The nasty truth is belly fat is more active than other kinds of fat. Some scientists even refer to it as an “active organ.’” Unlike fat stores in your thighs or butt, your belly fat is busy producing hormones and causing inflammation. It’s also releasing fatty acids that trigger your liver to make more LDL cholesterol—that’s the bad kind. It’s messing up your body’s ability to control blood sugar. And it’s changing the way your blood vessels work.

All that spells a higher risk of high blood pressure, heart disease, diabetes, and stroke. In fact, if you compare a person who is slightly overweight with a high level of belly fat versus a person who is obese but carries their fat in other parts of their body, the obese person has a better chance of surviving a heart attack!

But let’s not stop there. Belly fat can also contribute to erectile dysfunction. It puts you at higher risk of insomnia. It increases your chances of developing osteoporosis. And it contributes to your risk of colon cancer.

Belly fat is bad news.

Fortunately, there’s plenty you can do about it.

A Simple Plan for

Trimming Fat From Your Belly

So the good news is that while you may be genetically more prone to storing fat in your belly, it is completely within your control to lose that fat. It’s even simple to do.

But it does take action. You won’t lose belly fat sitting on the couch, watching TV, and eating Cheetos. Belly fat can hide around vital organs

Instead you have to get moving.

The easiest way to do that is to embrace every opportunity to move around. Instead of looking for ways to avoid activity, start thinking about everything in terms of a chance to burn more calories and more fat. Do the leaves need raking? Don’t hire the kid down the street … do it yourself. Going to the grocery store? Park in the farthest spot from the front door and walk your way in. Did you forget something upstairs? Instead of skipping the second trip, take the stairs a little faster than you did the first time.

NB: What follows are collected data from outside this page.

use chrono::{DateTime, Utc};
use sentinel_core::config::BotConfig;
use sentinel_core::embedding::cosine_similarity;
use sentinel_core::model::{Account, BotLabel, BotScore, Post};
use std::collections::{BTreeMap, HashMap};

const SECONDS_PER_DAY: f64 = 86_400.0;

/// Linear ramp: 0 at or below `threshold`, 1 at or above `saturation`.
/// NaN maps to 0.
pub fn ramp(value: f64, threshold: f64, saturation: f64) -> f64 {
    if value.is_nan() || value <= threshold {
        return 0.0;
    }
    if value >= saturation || saturation <= threshold {
        return 1.0;
    }
    (value - threshold) / (saturation - threshold)
}

/// Shannon entropy of the handle's characters, in bits.
pub fn shannon_entropy(text: &str) -> f64 {
    let mut counts: HashMap<char, usize> = HashMap::new();
    let mut total = 0usize;
    for c in text.chars() {
        *counts.entry(c).or_insert(0) += 1;
        total += 1;
    }
    if total == 0 {
        return 0.0;
    }

    let total = total as f64;
    counts
        .values()
        .map(|count| {
            let p = *count as f64 / total;
            -p * p.log2()
        })
        .sum()
}

#[derive(Debug, Clone, Copy, PartialEq)]
pub struct Factor {
    pub name: &'static str,
    /// Position on the factor's ramp, in `[0, 1]`.
    pub normalized: f64,
    pub weight: f64,
}

impl Factor {
    pub fn new(name: &'static str, normalized: f64, weight: f64) -> Self {
        Self {
            name,
            normalized,
            weight,
        }
    }

    /// Contribution capped to `[0, weight]`.
    pub fn contribution(&self) -> f64 {
        let normalized = if self.normalized.is_nan() {
            0.0
        } else {
            self.normalized.clamp(0.0, 1.0)
        };
        let weight = if self.weight.is_finite() {
            self.weight.max(0.0)
        } else {
            0.0
        };
        normalized * weight
    }
}

/// Sums capped contributions in ascending order so the result does not
/// depend on how the factors were listed.
pub fn combine(factors: &[Factor]) -> f64 {
    let mut contributions: Vec<f64> = factors.iter().map(Factor::contribution).collect();
    contributions.sort_by(|a, b| a.total_cmp(b));
    contributions.iter().sum::<f64>().clamp(0.0, 1.0)
}

/// Raw behavioural measurements for one account.
#[derive(Debug, Clone, PartialEq)]
pub struct AccountFeatures {
    pub posts_per_day: f64,
    pub account_age_days: Option<f64>,
    pub handle_entropy: f64,
    pub follow_ratio: f64,
    pub repeat_ratio: f64,
}

impl AccountFeatures {
    pub fn extract(
        account: &Account,
        recent_posts: &[Post],
        now: DateTime<Utc>,
        config: &BotConfig,
    ) -> Self {
        let account_age_days = account
            .created_at
            .map(|created| ((now - created).num_seconds() as f64 / SECONDS_PER_DAY).max(0.0));

        let posts_per_day = match account_age_days {
            Some(age) => account.post_count as f64 / age.max(1.0),
            None => {
                let span_days = match (recent_posts.first(), recent_posts.last()) {
                    (Some(first), Some(last)) => {
                        (last.created_at - first.created_at).num_seconds() as f64 / SECONDS_PER_DAY
                    }
                    _ => 0.0,
                };
                recent_posts.len() as f64 / span_days.max(1.0)
            }
        };

        Self {
            posts_per_day,
            account_age_days,
            handle_entropy: shannon_entropy(&account.handle),
            follow_ratio: account.following as f64 / account.followers.max(1) as f64,
            repeat_ratio: repeat_ratio(recent_posts, config),
        }
    }
}

/// Share of posts that have an exact or near duplicate among the others.
fn repeat_ratio(posts: &[Post], config: &BotConfig) -> f64 {
    if posts.len() < 2 {
        return 0.0;
    }

    let mut duplicated = vec![false; posts.len()];
    for i in 0..posts.len() {
        for j in (i + 1)..posts.len() {
            if duplicated[i] && duplicated[j] {
                continue;
            }
            if is_near_duplicate(&posts[i], &posts[j], config.near_duplicate_similarity) {
                duplicated[i] = true;
                duplicated[j] = true;
            }
        }
    }

    duplicated.iter().filter(|d| **d).count() as f64 / posts.len() as f64
}

fn is_near_duplicate(a: &Post, b: &Post, threshold: f32) -> bool {
    if a.text_hash == b.text_hash {
        return true;
    }
    match (&a.embedding, &b.embedding) {
        (Some(left), Some(right)) => {
            cosine_similarity(left, right).is_some_and(|similarity| similarity >= threshold)
        }
        _ => false,
    }
}

/// Stateless weighted-sum scorer. Identical inputs give identical scores.
#[derive(Debug, Clone)]
pub struct BotScorer {
    config: BotConfig,
}

impl BotScorer {
    pub fn new(config: &BotConfig) -> Self {
        Self {
            config: config.clone(),
        }
    }

    pub fn config(&self) -> &BotConfig {
        &self.config
    }

    pub fn factors(&self, features: &AccountFeatures) -> [Factor; 5] {
        let c = &self.config;
        let w = &c.weights;
        let age = match features.account_age_days {
            Some(days) => 1.0 - ramp(days, c.young_account_days, c.mature_account_days),
            None => 0.0,
        };

        [
            Factor::new(
                "posting_frequency",
                ramp(
                    features.posts_per_day,
                    c.posts_per_day_threshold,
                    c.posts_per_day_saturation,
                ),
                w.posting_frequency,
            ),
            Factor::new(
                "handle_entropy",
                ramp(features.handle_entropy, c.entropy_threshold, c.entropy_saturation),
                w.handle_entropy,
            ),
            Factor::new(
                "follow_ratio",
                ramp(
                    features.follow_ratio,
                    c.follow_ratio_threshold,
                    c.follow_ratio_saturation,
                ),
                w.follow_ratio,
            ),
            Factor::new(
                "text_repetition",
                ramp(features.repeat_ratio, 0.0, c.repetition_saturation),
                w.text_repetition,
            ),
            Factor::new("account_age", age, w.account_age),
        ]
    }

    pub fn label(&self, score: f64) -> BotLabel {
        if score >= self.config.bot_threshold {
            BotLabel::Bot
        } else if score >= self.config.suspicious_threshold {
            BotLabel::Suspicious
        } else {
            BotLabel::Organic
        }
    }

    pub fn score(&self, account_id: &str, features: &AccountFeatures) -> BotScore {
        let factors = self.factors(features);
        let score = combine(&factors);

        let mut map = BTreeMap::new();
        map.insert("posts_per_day".to_string(), features.posts_per_day);
        map.insert(
            "account_age_days".to_string(),
            features.account_age_days.unwrap_or(-1.0),
        );
        map.insert("handle_entropy".to_string(), features.handle_entropy);
        map.insert("follow_ratio".to_string(), features.follow_ratio);
        map.insert("repeat_ratio".to_string(), features.repeat_ratio);
        for factor in &factors {
            map.insert(format!("{}_factor", factor.name), factor.normalized);
        }

        BotScore {
            account_id: account_id.to_string(),
            score,
            label: self.label(score),
            features: map,
        }
    }

    /// `recent_posts` must be the account's own posts, oldest first.
    pub fn score_account(
        &self,
        account: &Account,
        recent_posts: &[Post],
        now: DateTime<Utc>,
    ) -> BotScore {
        let limit = self.config.recent_post_limit.max(1);
        let skip = recent_posts.len().saturating_sub(limit);
        let features = AccountFeatures::extract(account, &recent_posts[skip..], now, &self.config);
        self.score(&account.id, &features)
    }
}

#[cfg(test)]
mod tests {
    use super::*;

    #[test]
    fn ramp_handles_extremes() {
        assert_eq!(ramp(f64::INFINITY, 1.0, 2.0), 1.0);
        assert_eq!(ramp(f64::NEG_INFINITY, 1.0, 2.0), 0.0);
        assert_eq!(ramp(f64::NAN, 1.0, 2.0), 0.0);
        assert_eq!(ramp(1.5, 1.0, 2.0), 0.5);
        assert_eq!(ramp(5.0, 2.0, 2.0), 1.0);
    }

    #[test]
    fn entropy_of_uniform_handle() {
        assert_eq!(shannon_entropy(""), 0.0);
        assert_eq!(shannon_entropy("aaaa"), 0.0);
        assert!((shannon_entropy("abcd") - 2.0).abs() < 1e-12);
    }

    #[test]
    fn contribution_is_capped_at_weight() {
        let factor = Factor::new("x", 7.5, 0.2);
        assert!((factor.contribution() - 0.2).abs() < 1e-12);
        assert_eq!(Factor::new("x", -3.0, 0.2).contribution(), 0.0);
        assert_eq!(Factor::new("x", 1.0, f64::NAN).contribution(), 0.0);
    }

    #[test]
    fn labels_follow_thresholds() {
        let scorer = BotScorer::new(&BotConfig::default());
        assert_eq!(scorer.label(0.7), BotLabel::Bot);
        assert_eq!(scorer.label(0.69), BotLabel::Suspicious);
        assert_eq!(scorer.label(0.4), BotLabel::Suspicious);
        assert_eq!(scorer.label(0.39), BotLabel::Organic);
    }
}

After you’ve embraced a more active lifestyle, it’s time to add in a weekly workout—actually three to five workouts a week would be ideal. These workouts don’t have to be long. In fact, if you want to turn on your body’s fat-burning mechanism, they shouldn’t be more than 15 to 20 minutes each.

An ideal workout would be to go to your local high school track. Run as fast as you can for a minute. You should be panting and uncomfortable by the time you finish the minute. Then walk for two minutes to recover. Repeat this interval four or five times. (Note: if you have a health condition, talk to your doctor before you start a new exercise routine.)

Doing a short high-intensity interval workout like this switches your fat burning into high gear. It actually steps up your metabolism, so you’ll burn more calories in the 24 hours after a workout like this than you will in after doing an hour of aerobics.

You can speed up your fat burning even more by including more of certain foods in your diet. The best foods to help your body burn fat are actually foods rich in healthy fats. Try olives, avocados, and nuts.

Foods rich in fiber will also help you get rid of stubborn belly fat. Eat more high-fiber vegetables like broccoli and artichokes. Beans and legumes are another excellent source of fiber. Try using them as a side dish at dinner instead of potatoes or rice.

If you follow these steps—not just for a week or two—over time you’ll see your belly fat start to melt away. And when it does, you’ll know you’ve taken a significant step toward better health and a longer life.